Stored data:

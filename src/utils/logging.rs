//! Logging configuration and subscriber setup

use serde::{Deserialize, Serialize};
use std::fmt;
use std::str::FromStr;
use tracing_subscriber::EnvFilter;

use crate::domain::errors::DomainError;

/// Logging configuration options
#[derive(Debug, Clone, PartialEq, Serialize, Deserialize)]
#[serde(default)]
pub struct LoggingConfig {
    /// Global log level
    pub level: LogLevel,
    /// Output format
    pub format: LogFormat,
}

impl Default for LoggingConfig {
    fn default() -> Self {
        Self {
            level: LogLevel::Info,
            format: LogFormat::Pretty,
        }
    }
}

/// Log level configuration
#[derive(Debug, Clone, Copy, PartialEq, Eq, Serialize, Deserialize)]
#[serde(rename_all = "lowercase")]
pub enum LogLevel {
    /// Error messages only
    Error,
    /// Warnings and errors
    Warn,
    /// General information
    Info,
    /// Debug information
    Debug,
    /// Very verbose debug information
    Trace,
}

impl LogLevel {
    fn as_filter(&self) -> &'static str {
        match self {
            LogLevel::Error => "error",
            LogLevel::Warn => "warn",
            LogLevel::Info => "info",
            LogLevel::Debug => "debug",
            LogLevel::Trace => "trace",
        }
    }
}

impl fmt::Display for LogLevel {
    fn fmt(&self, f: &mut fmt::Formatter<'_>) -> fmt::Result {
        f.write_str(self.as_filter())
    }
}

impl FromStr for LogLevel {
    type Err = DomainError;

    fn from_str(level_str: &str) -> Result<Self, Self::Err> {
        match level_str.trim().to_lowercase().as_str() {
            "error" => Ok(LogLevel::Error),
            "warn" | "warning" => Ok(LogLevel::Warn),
            "info" => Ok(LogLevel::Info),
            "debug" => Ok(LogLevel::Debug),
            "trace" => Ok(LogLevel::Trace),
            _ => Err(DomainError::ConfigError(format!(
                "Invalid log level: {}. Valid levels: error, warn, info, debug, trace",
                level_str
            ))),
        }
    }
}

/// Log output format
#[derive(Debug, Clone, Copy, PartialEq, Eq, Serialize, Deserialize)]
#[serde(rename_all = "lowercase")]
pub enum LogFormat {
    /// Human-readable multi-line format
    Pretty,
    /// Single-line text format
    Compact,
    /// JSON lines for machine consumption
    Json,
}

impl FromStr for LogFormat {
    type Err = DomainError;

    fn from_str(format_str: &str) -> Result<Self, Self::Err> {
        match format_str.trim().to_lowercase().as_str() {
            "pretty" => Ok(LogFormat::Pretty),
            "compact" => Ok(LogFormat::Compact),
            "json" => Ok(LogFormat::Json),
            _ => Err(DomainError::ConfigError(format!(
                "Invalid log format: {}. Valid formats: pretty, compact, json",
                format_str
            ))),
        }
    }
}

/// Install the global tracing subscriber.
///
/// `RUST_LOG` takes precedence over the configured level. Calling this more
/// than once is harmless; later calls leave the first subscriber in place.
pub fn init_logging(config: &LoggingConfig) {
    let filter = EnvFilter::try_from_default_env()
        .unwrap_or_else(|_| EnvFilter::new(config.level.as_filter()));

    let builder = tracing_subscriber::fmt()
        .with_env_filter(filter)
        .with_writer(std::io::stderr)
        .with_target(false);

    let _ = match config.format {
        LogFormat::Pretty => builder.try_init(),
        LogFormat::Compact => builder.compact().try_init(),
        LogFormat::Json => builder.json().try_init(),
    };
}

Brief: Write out each line exactly, starting with the line that contains "Human-readable multi-line format" and stopping after the last line of the data.

Expected answer:
    /// Human-readable multi-line format
    Pretty,
    /// Single-line text format
    Compact,
    /// JSON lines for machine consumption
    Json,
}

impl FromStr for LogFormat {
    type Err = DomainError;

    fn from_str(format_str: &str) -> Result<Self, Self::Err> {
        match format_str.trim().to_lowercase().as_str() {
            "pretty" => Ok(LogFormat::Pretty),
            "compact" => Ok(LogFormat::Compact),
            "json" => Ok(LogFormat::Json),
            _ => Err(DomainError::ConfigError(format!(
                "Invalid log format: {}. Valid formats: pretty, compact, json",
                format_str
            ))),
        }
    }
}

/// Install the global tracing subscriber.
///
/// `RUST_LOG` takes precedence over the configured level. Calling this more
/// than once is harmless; later calls leave the first subscriber in place.
pub fn init_logging(config: &LoggingConfig) {
    let filter = EnvFilter::try_from_default_env()
        .unwrap_or_else(|_| EnvFilter::new(config.level.as_filter()));

    let builder = tracing_subscriber::fmt()
        .with_env_filter(filter)
        .with_writer(std::io::stderr)
        .with_target(false);

    let _ = match config.format {
        LogFormat::Pretty => builder.try_init(),
        LogFormat::Compact => builder.compact().try_init(),
        LogFormat::Json => builder.json().try_init(),
    };
}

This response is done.